Start of DATA EXTRACTS
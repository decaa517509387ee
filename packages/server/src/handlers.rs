//! HTTP handler functions for the rate map API.

use actix_web::{HttpResponse, web};
use rate_map_dashboard::SessionError;
use rate_map_dashboard_models::Gesture;
use rate_map_rates_models::RateBand;
use rate_map_server_models::{ApiBand, ApiError, ApiHealth, ApiNational, ApiSession, ApiState};
use uuid::Uuid;

use crate::AppState;

fn session_not_found(id: &Uuid) -> HttpResponse {
    log::debug!("Unknown session {id}");
    HttpResponse::NotFound().json(ApiError::new(format!("Session not found: {id}")))
}

/// `GET /api/health`
pub async fn health() -> HttpResponse {
    HttpResponse::Ok().json(ApiHealth {
        healthy: true,
        version: env!("CARGO_PKG_VERSION").to_string(),
    })
}

/// `GET /api/bands`
///
/// Returns the six rate bands in display order.
pub async fn bands() -> HttpResponse {
    let bands: Vec<ApiBand> = RateBand::all().iter().copied().map(ApiBand::from).collect();
    HttpResponse::Ok().json(bands)
}

/// `GET /api/national`
pub async fn national(state: web::Data<AppState>) -> HttpResponse {
    let years = state.store.year_range();
    HttpResponse::Ok().json(ApiNational {
        first_year: years.first(),
        last_year: years.last(),
        series: state.store.national_series().to_vec(),
    })
}

/// `GET /api/states`
///
/// Lists every state in the dataset, sorted by name.
pub async fn states(state: web::Data<AppState>) -> HttpResponse {
    let states: Vec<ApiState> = state
        .store
        .states()
        .iter()
        .filter_map(|name| state.store.state_series(name)?.first())
        .map(|record| ApiState {
            name: record.state.clone(),
            abbreviation: record.abbreviation.clone(),
            region: record.region,
            region_code: record.region.code().to_string(),
        })
        .collect();

    HttpResponse::Ok().json(states)
}

/// `POST /api/sessions`
pub async fn create_session(state: web::Data<AppState>) -> HttpResponse {
    let (session_id, handle) = state.open_session();
    HttpResponse::Created().json(ApiSession {
        session_id,
        view: (*handle.snapshot()).clone(),
    })
}

/// `GET /api/sessions/{id}`
pub async fn get_session(state: web::Data<AppState>, path: web::Path<Uuid>) -> HttpResponse {
    let id = path.into_inner();
    match state.session(&id) {
        Some(handle) => HttpResponse::Ok().json(&*handle.snapshot()),
        None => session_not_found(&id),
    }
}

/// `DELETE /api/sessions/{id}`
pub async fn delete_session(state: web::Data<AppState>, path: web::Path<Uuid>) -> HttpResponse {
    let id = path.into_inner();
    if state.close_session(&id) {
        HttpResponse::NoContent().finish()
    } else {
        session_not_found(&id)
    }
}

/// `POST /api/sessions/{id}/gestures`
///
/// Applies one gesture and returns the resulting view snapshot.
pub async fn post_gesture(
    state: web::Data<AppState>,
    path: web::Path<Uuid>,
    gesture: web::Json<Gesture>,
) -> HttpResponse {
    let id = path.into_inner();
    let Some(handle) = state.session(&id) else {
        return session_not_found(&id);
    };

    match handle.dispatch(gesture.into_inner()).await {
        Ok(snapshot) => HttpResponse::Ok().json(&*snapshot),
        Err(e @ SessionError::Closed) => {
            log::error!("Session {id} failed to apply gesture: {e}");
            state.close_session(&id);
            HttpResponse::NotFound().json(ApiError::new(e.to_string()))
        }
    }
}

/// `GET /api/sessions/{id}/events`
///
/// Streams every published view snapshot as a server-sent event, starting
/// with the current one. The stream ends when the session closes.
pub async fn events(state: web::Data<AppState>, path: web::Path<Uuid>) -> HttpResponse {
    let id = path.into_inner();
    let Some(handle) = state.session(&id) else {
        return session_not_found(&id);
    };
    let mut views = handle.subscribe();
    drop(handle);

    let stream = async_stream::stream! {
        loop {
            let snapshot = views.borrow_and_update().clone();
            match serde_json::to_string(&*snapshot) {
                Ok(json) => {
                    yield Ok::<_, actix_web::Error>(web::Bytes::from(format!("data: {json}\n\n")));
                }
                Err(e) => {
                    log::error!("Failed to serialize view for session {id}: {e}");
                    break;
                }
            }
            if views.changed().await.is_err() {
                log::debug!("Event stream for session {id} finished");
                break;
            }
        }
    };

    HttpResponse::Ok()
        .content_type("text/event-stream")
        .insert_header(("Cache-Control", "no-cache"))
        .streaming(stream)
}

#[cfg(test)]
mod tests {
    use std::sync::Arc;

    use actix_web::{App, http::StatusCode, test};
    use rate_map_dashboard::DEFAULT_IDLE_TIMEOUT;
    use rate_map_dashboard_models::ViewSnapshot;
    use rate_map_dataset::load_from_reader;
    use rate_map_rates_models::YearRange;
    use serde_json::Value;

    use super::*;
    use crate::configure_api;

    const CSV: &str = "\
State / [Region],1999,2000,2001,2002
Texas [WSC],9.5,10.0,11.0,12.0
Oklahoma [WSC],14.0,15.0,16.0,17.5
Alaska [P],20.0,22.0,25.5,31.0
U.S.A.,10.0,10.4,10.7,11.0
";

    fn app_state() -> web::Data<AppState> {
        let years = YearRange::new(2000, 2002).unwrap();
        let store = load_from_reader(CSV.as_bytes(), years).unwrap();
        web::Data::new(AppState::new(Arc::new(store), DEFAULT_IDLE_TIMEOUT))
    }

    macro_rules! app {
        ($state:expr) => {
            test::init_service(App::new().app_data($state.clone()).configure(configure_api)).await
        };
    }

    #[actix_web::test]
    async fn health_reports_version() {
        let state = app_state();
        let app = app!(state);
        let req = test::TestRequest::get().uri("/api/health").to_request();
        let body: Value = test::call_and_read_body_json(&app, req).await;
        assert_eq!(body["healthy"], true);
        assert_eq!(body["version"], env!("CARGO_PKG_VERSION"));
    }

    #[actix_web::test]
    async fn bands_in_display_order() {
        let state = app_state();
        let app = app!(state);
        let req = test::TestRequest::get().uri("/api/bands").to_request();
        let body: Vec<Value> = test::call_and_read_body_json(&app, req).await;
        let labels: Vec<_> = body.iter().map(|b| b["label"].as_str().unwrap()).collect();
        assert_eq!(labels, vec!["<10", "10-15", "15-20", "20-25", "25-30", ">30"]);
    }

    #[actix_web::test]
    async fn states_and_national_come_from_the_store() {
        let state = app_state();
        let app = app!(state);

        let req = test::TestRequest::get().uri("/api/states").to_request();
        let body: Vec<Value> = test::call_and_read_body_json(&app, req).await;
        let names: Vec<_> = body.iter().map(|s| s["name"].as_str().unwrap()).collect();
        assert_eq!(names, vec!["Alaska", "Oklahoma", "Texas"]);
        assert_eq!(body[2]["abbreviation"], "TX");
        assert_eq!(body[2]["region"], "West South Central");
        assert_eq!(body[2]["regionCode"], "WSC");
        assert_eq!(body[0]["regionCode"], "P");

        let req = test::TestRequest::get().uri("/api/national").to_request();
        let body: Value = test::call_and_read_body_json(&app, req).await;
        assert_eq!(body["firstYear"], 2000);
        assert_eq!(body["series"].as_array().unwrap().len(), 3);
    }

    #[actix_web::test]
    async fn session_lifecycle() {
        let state = app_state();
        let app = app!(state);

        let req = test::TestRequest::post().uri("/api/sessions").to_request();
        let resp = test::call_service(&app, req).await;
        assert_eq!(resp.status(), StatusCode::CREATED);
        let body: Value = test::read_body_json(resp).await;
        let id = body["sessionId"].as_str().unwrap().to_string();
        assert_eq!(body["view"]["revision"], 0);
        assert_eq!(body["view"]["view"]["map"]["year"], 2002);

        let req = test::TestRequest::post()
            .uri(&format!("/api/sessions/{id}/gestures"))
            .set_json(serde_json::json!({ "type": "selectState", "state": "Texas" }))
            .to_request();
        let snapshot: ViewSnapshot = test::call_and_read_body_json(&app, req).await;
        assert_eq!(snapshot.revision, 1);
        assert_eq!(snapshot.view.rank_text, "Rank in 2002: #3 of 3");

        let req = test::TestRequest::post()
            .uri(&format!("/api/sessions/{id}/gestures"))
            .set_json(serde_json::json!({
                "type": "mapClick",
                "payloads": [{ "kind": "location", "value": "ZZ" }]
            }))
            .to_request();
        let snapshot: ViewSnapshot = test::call_and_read_body_json(&app, req).await;
        assert_eq!(snapshot.revision, 1);

        let req = test::TestRequest::get()
            .uri(&format!("/api/sessions/{id}"))
            .to_request();
        let snapshot: ViewSnapshot = test::call_and_read_body_json(&app, req).await;
        assert_eq!(snapshot.revision, 1);

        let req = test::TestRequest::delete()
            .uri(&format!("/api/sessions/{id}"))
            .to_request();
        let resp = test::call_service(&app, req).await;
        assert_eq!(resp.status(), StatusCode::NO_CONTENT);
        assert_eq!(state.session_count(), 0);

        let req = test::TestRequest::get()
            .uri(&format!("/api/sessions/{id}"))
            .to_request();
        let resp = test::call_service(&app, req).await;
        assert_eq!(resp.status(), StatusCode::NOT_FOUND);
        let body: Value = test::read_body_json(resp).await;
        assert!(body["error"].as_str().unwrap().contains(&id));
    }

    #[actix_web::test]
    async fn unknown_session_is_not_found() {
        let state = app_state();
        let app = app!(state);
        let id = Uuid::new_v4();

        let req = test::TestRequest::post()
            .uri(&format!("/api/sessions/{id}/gestures"))
            .set_json(serde_json::json!({ "type": "play" }))
            .to_request();
        let resp = test::call_service(&app, req).await;
        assert_eq!(resp.status(), StatusCode::NOT_FOUND);

        let req = test::TestRequest::delete()
            .uri(&format!("/api/sessions/{id}"))
            .to_request();
        let resp = test::call_service(&app, req).await;
        assert_eq!(resp.status(), StatusCode::NOT_FOUND);
    }

    #[actix_web::test]
    async fn events_stream_ends_with_the_session() {
        let state = app_state();
        let app = app!(state);
        let (id, handle) = state.open_session();
        handle
            .dispatch(Gesture::SelectYear { year: 2000 })
            .await
            .unwrap();
        drop(handle);

        let req = test::TestRequest::get()
            .uri(&format!("/api/sessions/{id}/events"))
            .to_request();
        let resp = test::call_service(&app, req).await;
        assert_eq!(resp.status(), StatusCode::OK);
        assert_eq!(
            resp.headers().get("content-type").unwrap(),
            "text/event-stream"
        );

        assert!(state.close_session(&id));
        let body = test::read_body(resp).await;
        let text = std::str::from_utf8(&body).unwrap();
        assert!(text.starts_with("data: "));
        assert!(text.contains("\"revision\":1"));
        assert!(text.ends_with("\n\n"));
    }
}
End of DATA EXTRACTS
• [WHAT YOU HAVE TO DO]: Output, from the data above, the lines from the line with "Texas [WSC],9.5,10.0,11.0,12.0" to the line with "let store = load_from_reader(CSV.as_bytes(), years).unwrap();" exactly as they stand, both ends included and nothing else.

• [TASK RESULT]:
Texas [WSC],9.5,10.0,11.0,12.0
Oklahoma [WSC],14.0,15.0,16.0,17.5
Alaska [P],20.0,22.0,25.5,31.0
U.S.A.,10.0,10.4,10.7,11.0
";

    fn app_state() -> web::Data<AppState> {
        let years = YearRange::new(2000, 2002).unwrap();
        let store = load_from_reader(CSV.as_bytes(), years).unwrap();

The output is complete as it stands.